Músicos cancelam concertos em Israel

Vários músicos anunciaram o cancelamento dos seus concertos em Israel  na sequência dos protextos que se seguiram a declaração polémica de Donald Trump de transferir a embaixada norte-americana de Telavive para Jerusalem, entre eles destacam-se Elvis Costello, Lauryn Hill  os Gorillaz  e muito recentemente a cantora neozelandesa Lorde.  A  cantora neozelandesa anunciou o cancelamento do concerto que tinha agendado para Telavive, Israel, no próximo mês de junho. O espetáculo foi cancelado apenas uma semana após ter sido anunciado, e após Lorde ter recebido várias cartas e mensagens de ativistas pela causa Palestiniana.

Lorde explicou ter tido “várias conversas com pessoas com opiniões diferentes”, e chegou à conclusão que “o melhor, nesta altura, é cancelar o espetáculo”.

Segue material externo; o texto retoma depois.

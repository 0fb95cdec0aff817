//! Leptos view for the particle layer.

use leptos::prelude::*;
use log::{debug, info, warn};
use wasm_bindgen::JsCast;
use web_sys::{Document, HtmlElement, Node};

use super::generator::{ParticleSpec, generate_from};
use crate::config::PortfolioConfig;
use crate::host;

/// Renders one `div.particle` per spec. The float animation itself is CSS.
#[component]
pub fn ParticleField(specs: Vec<ParticleSpec>) -> impl IntoView {
	specs
		.into_iter()
		.map(|spec| view! { <div class="particle" style=spec.style() /> })
		.collect_view()
}

/// Node operations used to move rendered particles into the page.
pub trait BatchNode: Sized {
	/// Detach and return the first child.
	fn take_first_child(&self) -> Option<Self>;
	/// Append `child` as the last child.
	fn append(&self, child: &Self) -> bool;
}

impl BatchNode for Node {
	fn take_first_child(&self) -> Option<Self> {
		let child = self.first_child()?;
		self.remove_child(&child).ok()
	}

	fn append(&self, child: &Self) -> bool {
		self.append_child(child).is_ok()
	}
}

/// Move every child of `staging` into `batch`, then attach `batch` to
/// `container` with one append. Returns the number of moved nodes, or `None`
/// if the final append failed.
pub fn attach_in_one_batch<N: BatchNode>(staging: &N, batch: &N, container: &N) -> Option<usize> {
	let mut moved = 0;
	while let Some(child) = staging.take_first_child() {
		if !batch.append(&child) {
			break;
		}
		moved += 1;
	}
	container.append(batch).then_some(moved)
}

/// Generate the configured particles and mount them into the particle
/// container in a single insertion. No-op if the container is absent.
pub fn mount_particles(document: &Document, config: &PortfolioConfig) -> Option<usize> {
	let Some(container) = host::element_by_id(document, &config.selectors.particle_container)
	else {
		debug!(
			"portfolio-motion: no #{}, skipping particles",
			config.selectors.particle_container
		);
		return None;
	};

	let specs = generate_from(&mut fastrand::Rng::new(), &config.particles);
	let count = specs.len();

	// Render off-document so the live container sees one insertion.
	let staging: HtmlElement = document.create_element("div").ok()?.dyn_into().ok()?;
	leptos::mount::mount_to(staging.clone(), move || view! { <ParticleField specs=specs /> })
		.forget();
	let batch = document.create_document_fragment();
	if attach_in_one_batch::<Node>(&staging, &batch, &container).is_none() {
		warn!("portfolio-motion: failed to attach particles");
		return None;
	}
	info!("portfolio-motion: mounted {} particles", count);
	Some(count)
}
//! Self-rescheduling per-frame loop with explicit start/stop.

use std::cell::{Cell, RefCell};
use std::rc::Rc;

use super::{FrameHandle, FrameScheduler};

type Tick = Rc<RefCell<dyn FnMut()>>;

struct LoopShared {
	scheduler: Rc<dyn FrameScheduler>,
	/// Bumped on every start/stop; callbacks from older generations do nothing.
	generation: Cell<u64>,
	handle: Cell<Option<FrameHandle>>,
	running: Cell<bool>,
}

/// Runs a tick once per animation frame until stopped.
///
/// Starting an already running loop replaces it: the pending frame of the old
/// loop is cancelled before the new tick is installed, so the two never both
/// run in the same frame.
pub struct FrameLoop {
	shared: Rc<LoopShared>,
}

impl FrameLoop {
	/// Idle loop on `scheduler`.
	pub fn new(scheduler: Rc<dyn FrameScheduler>) -> Self {
		Self {
			shared: Rc::new(LoopShared {
				scheduler,
				generation: Cell::new(0),
				handle: Cell::new(None),
				running: Cell::new(false),
			}),
		}
	}

	/// Run `tick` now and then once per frame.
	pub fn start(&self, tick: impl FnMut() + 'static) {
		self.stop();
		let generation = self.shared.generation.get();
		self.shared.running.set(true);
		let tick: Tick = Rc::new(RefCell::new(tick));
		run_frame(Rc::clone(&self.shared), generation, tick);
	}

	/// Cancel the pending frame, if any.
	pub fn stop(&self) {
		let shared = &self.shared;
		shared.generation.set(shared.generation.get().wrapping_add(1));
		shared.running.set(false);
		if let Some(handle) = shared.handle.take() {
			shared.scheduler.cancel_frame(handle);
		}
	}

	/// Whether a tick is scheduled.
	pub fn is_running(&self) -> bool {
		self.shared.running.get()
	}
}

fn run_frame(shared: Rc<LoopShared>, generation: u64, tick: Tick) {
	if shared.generation.get() != generation {
		return;
	}
	shared.handle.set(None);
	(&mut *tick.borrow_mut())();

	// The tick itself may have stopped or restarted the loop.
	if shared.generation.get() != generation {
		return;
	}
	let next = Rc::clone(&shared);
	let handle = shared
		.scheduler
		.request_frame(Box::new(move || run_frame(next, generation, tick)));
	if handle.is_none() {
		shared.running.set(false);
	}
	shared.handle.set(handle);
}
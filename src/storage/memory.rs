use std::sync::RwLock;

use super::{StorageBackend, StorageError};

/// In-memory backend backed by RwLock.
/// Used by tests and by ephemeral (no-persistence) sessions.
#[derive(Debug, Default)]
pub struct MemoryBackend {
    slot: RwLock<Option<Vec<u8>>>,
}

impl MemoryBackend {
    pub fn new() -> Self {
        Self::default()
    }
}

impl StorageBackend for MemoryBackend {
    fn read(&self) -> Result<Option<Vec<u8>>, StorageError> {
        let slot = self.slot.read().map_err(|_| StorageError::LockPoisoned)?;
        Ok(slot.clone())
    }

    fn write(&self, bytes: &[u8]) -> Result<(), StorageError> {
        let mut slot = self.slot.write().map_err(|_| StorageError::LockPoisoned)?;
        *slot = Some(bytes.to_vec());
        Ok(())
    }

    fn remove(&self) -> Result<(), StorageError> {
        let mut slot = self.slot.write().map_err(|_| StorageError::LockPoisoned)?;
        *slot = None;
        Ok(())
    }
}
use std::path::{Path, PathBuf};

use super::{StorageBackend, StorageError};

/// File-backed slot: the whole collection lives in one JSON file.
///
/// Writes go through a sibling temp file followed by a rename, so a
/// failed write never corrupts the previously stored blob.
#[derive(Debug, Clone)]
pub struct FileBackend {
    path: PathBuf,
}

impl FileBackend {
    pub fn new(path: impl Into<PathBuf>) -> Self {
        Self { path: path.into() }
    }

    /// Backend at the default application location
    /// (`~/DermAssist/analysis-history.json`).
    pub fn at_default_location() -> Self {
        Self::new(crate::config::history_file())
    }

    pub fn path(&self) -> &Path {
        &self.path
    }

    fn temp_path(&self) -> PathBuf {
        let mut name = self.path.file_name().unwrap_or_default().to_os_string();
        name.push(".tmp");
        self.path.with_file_name(name)
    }
}

impl StorageBackend for FileBackend {
    fn read(&self) -> Result<Option<Vec<u8>>, StorageError> {
        match std::fs::read(&self.path) {
            Ok(bytes) => Ok(Some(bytes)),
            Err(e) if e.kind() == std::io::ErrorKind::NotFound => Ok(None),
            Err(e) => Err(e.into()),
        }
    }

    fn write(&self, bytes: &[u8]) -> Result<(), StorageError> {
        let parent = self.path.parent().ok_or_else(|| {
            StorageError::Unavailable(format!("no parent directory for {}", self.path.display()))
        })?;
        std::fs::create_dir_all(parent)?;

        let temp = self.temp_path();
        std::fs::write(&temp, bytes)?;
        std::fs::rename(&temp, &self.path)?;
        Ok(())
    }

    fn remove(&self) -> Result<(), StorageError> {
        match std::fs::remove_file(&self.path) {
            Ok(()) => Ok(()),
            Err(e) if e.kind() == std::io::ErrorKind::NotFound => Ok(()),
            Err(e) => Err(e.into()),
        }
    }
}
//! Local analysis-history store for the DermAssist skin triage client.
//!
//! The client captures an image plus a symptom questionnaire, sends
//! them to a remote prediction service and shows the diagnosis; this
//! crate owns everything that survives the session — the saved
//! analyses. It normalizes loosely-shaped prediction payloads into one
//! canonical schema, persists them behind a pluggable storage backend
//! (capped, deduplicated, newest first), and serves the history view's
//! queries: list, search, stats, export, unique diseases, date ranges.

pub mod config;
pub mod models;
pub mod normalize;
pub mod storage;
pub mod store;

pub use models::{AnalysisRecord, HistoryStats, Prediction};
pub use normalize::normalize;
pub use storage::{FileBackend, MemoryBackend, StorageBackend, StorageError};
pub use store::HistoryStore;

use tracing_subscriber::EnvFilter;

/// Initialize tracing for binaries embedding the store. Honors
/// `RUST_LOG`, falling back to the crate's default filter.
pub fn init_tracing() {
    tracing_subscriber::fmt()
        .with_env_filter(
            EnvFilter::try_from_default_env()
                .unwrap_or_else(|_| EnvFilter::new(config::default_log_filter())),
        )
        .init();

    tracing::info!("{} history store v{}", config::APP_NAME, config::APP_VERSION);
}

“Não me orgulho de admitir que não tive o melhor dos discernimentos [ao anunciar um concerto em Israel]”, rematou.

Miri Regev, ministro da cultura de Israel, ainda tentou demover a cantora da sua decisão, mas sem sucesso. “Lorde, espero que possas ser uma ‘heroína pura’, como o título do teu primeiro disco. Uma heroína da cultura pura, livre de considerações políticas estrangeiras e ridículas”, disse.

Na mesma medida em que a decisão de Lorde foi saudada por diversos ativistas pró-Palestina, são várias as organizações e indivíduos pró-Israel que criticaram a cantora – como a comediante norte-americana Roseanne Barr, que a apelidou de “racista”, apelando a um boicote a Lorde.